- Your assignment
Search the records below for the word "published". Pull out each line that has it.

- Data extract
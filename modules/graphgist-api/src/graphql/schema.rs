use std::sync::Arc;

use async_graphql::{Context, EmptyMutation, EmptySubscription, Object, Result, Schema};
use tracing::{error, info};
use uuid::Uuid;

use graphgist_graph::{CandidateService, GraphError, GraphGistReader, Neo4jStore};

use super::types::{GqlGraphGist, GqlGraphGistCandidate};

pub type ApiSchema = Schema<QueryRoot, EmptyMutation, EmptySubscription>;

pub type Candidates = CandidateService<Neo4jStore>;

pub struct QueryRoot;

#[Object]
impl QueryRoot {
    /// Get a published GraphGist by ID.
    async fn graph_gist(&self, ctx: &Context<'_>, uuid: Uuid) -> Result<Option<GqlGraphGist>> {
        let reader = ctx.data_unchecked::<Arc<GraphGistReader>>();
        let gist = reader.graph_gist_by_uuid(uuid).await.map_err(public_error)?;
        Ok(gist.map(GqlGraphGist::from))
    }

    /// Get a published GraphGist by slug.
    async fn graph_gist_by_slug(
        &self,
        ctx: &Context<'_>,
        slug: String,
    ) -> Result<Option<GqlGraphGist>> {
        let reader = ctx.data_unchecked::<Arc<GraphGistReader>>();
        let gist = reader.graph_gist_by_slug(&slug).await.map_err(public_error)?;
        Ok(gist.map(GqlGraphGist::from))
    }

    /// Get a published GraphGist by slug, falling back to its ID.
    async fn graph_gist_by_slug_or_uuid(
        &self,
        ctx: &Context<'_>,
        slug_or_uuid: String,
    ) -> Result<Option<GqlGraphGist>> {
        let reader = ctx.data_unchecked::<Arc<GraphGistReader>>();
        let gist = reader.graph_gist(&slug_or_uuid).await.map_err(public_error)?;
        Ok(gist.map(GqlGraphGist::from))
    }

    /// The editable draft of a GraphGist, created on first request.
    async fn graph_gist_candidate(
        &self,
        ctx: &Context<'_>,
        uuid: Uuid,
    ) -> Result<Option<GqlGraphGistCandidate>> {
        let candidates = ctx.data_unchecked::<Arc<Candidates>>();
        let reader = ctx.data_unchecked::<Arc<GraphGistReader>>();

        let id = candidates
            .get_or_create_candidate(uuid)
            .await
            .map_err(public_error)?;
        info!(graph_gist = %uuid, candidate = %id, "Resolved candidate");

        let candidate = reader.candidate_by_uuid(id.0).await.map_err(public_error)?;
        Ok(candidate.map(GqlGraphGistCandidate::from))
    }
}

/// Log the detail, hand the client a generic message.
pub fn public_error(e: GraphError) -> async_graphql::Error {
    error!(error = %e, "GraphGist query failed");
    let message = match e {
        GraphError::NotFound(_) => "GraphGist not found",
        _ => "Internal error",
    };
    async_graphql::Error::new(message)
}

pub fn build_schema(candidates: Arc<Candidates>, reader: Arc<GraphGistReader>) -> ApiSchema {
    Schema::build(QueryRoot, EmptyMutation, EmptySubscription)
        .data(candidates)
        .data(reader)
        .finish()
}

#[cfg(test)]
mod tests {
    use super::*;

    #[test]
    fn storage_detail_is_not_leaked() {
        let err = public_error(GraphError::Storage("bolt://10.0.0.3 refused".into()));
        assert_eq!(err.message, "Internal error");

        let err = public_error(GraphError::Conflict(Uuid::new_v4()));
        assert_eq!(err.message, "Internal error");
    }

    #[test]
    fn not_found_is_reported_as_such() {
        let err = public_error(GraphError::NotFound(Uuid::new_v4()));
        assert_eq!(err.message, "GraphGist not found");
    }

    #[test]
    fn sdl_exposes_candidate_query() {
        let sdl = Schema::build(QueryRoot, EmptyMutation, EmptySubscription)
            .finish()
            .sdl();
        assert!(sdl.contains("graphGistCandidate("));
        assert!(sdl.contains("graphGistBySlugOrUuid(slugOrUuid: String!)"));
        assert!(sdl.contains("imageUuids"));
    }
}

---

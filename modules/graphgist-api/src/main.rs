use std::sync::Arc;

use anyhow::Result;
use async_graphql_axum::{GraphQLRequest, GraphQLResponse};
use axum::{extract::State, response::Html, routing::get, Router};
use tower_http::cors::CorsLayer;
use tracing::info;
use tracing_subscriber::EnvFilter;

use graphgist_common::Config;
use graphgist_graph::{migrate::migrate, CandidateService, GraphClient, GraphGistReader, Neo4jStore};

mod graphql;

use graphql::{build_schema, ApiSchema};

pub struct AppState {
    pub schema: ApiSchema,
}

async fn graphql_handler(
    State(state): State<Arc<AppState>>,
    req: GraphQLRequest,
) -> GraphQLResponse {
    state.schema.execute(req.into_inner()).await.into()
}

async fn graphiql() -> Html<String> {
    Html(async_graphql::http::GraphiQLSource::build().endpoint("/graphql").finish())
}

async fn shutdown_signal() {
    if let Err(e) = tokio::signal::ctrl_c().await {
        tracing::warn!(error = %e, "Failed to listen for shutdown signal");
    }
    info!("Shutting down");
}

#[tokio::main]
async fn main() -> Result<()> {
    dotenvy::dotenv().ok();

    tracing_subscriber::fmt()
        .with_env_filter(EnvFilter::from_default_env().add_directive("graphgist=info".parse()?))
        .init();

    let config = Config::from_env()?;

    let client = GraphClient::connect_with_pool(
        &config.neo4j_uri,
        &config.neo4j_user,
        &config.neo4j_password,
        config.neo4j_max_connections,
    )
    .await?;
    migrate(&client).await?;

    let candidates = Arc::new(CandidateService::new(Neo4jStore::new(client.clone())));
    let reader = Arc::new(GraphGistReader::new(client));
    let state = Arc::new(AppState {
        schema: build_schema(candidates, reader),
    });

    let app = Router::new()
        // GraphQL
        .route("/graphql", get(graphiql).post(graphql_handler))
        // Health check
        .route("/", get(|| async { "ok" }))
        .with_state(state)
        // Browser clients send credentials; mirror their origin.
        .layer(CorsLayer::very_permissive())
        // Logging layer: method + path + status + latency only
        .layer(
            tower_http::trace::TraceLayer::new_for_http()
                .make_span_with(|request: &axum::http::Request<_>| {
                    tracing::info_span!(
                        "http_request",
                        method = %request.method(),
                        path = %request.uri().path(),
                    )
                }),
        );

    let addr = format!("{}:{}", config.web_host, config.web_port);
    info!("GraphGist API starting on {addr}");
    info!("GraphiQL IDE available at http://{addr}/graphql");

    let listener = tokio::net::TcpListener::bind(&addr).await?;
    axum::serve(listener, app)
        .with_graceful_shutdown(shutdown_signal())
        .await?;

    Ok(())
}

- Response area
    /// Get a published GraphGist by ID.
    /// Get a published GraphGist by slug.
    /// Get a published GraphGist by slug, falling back to its ID.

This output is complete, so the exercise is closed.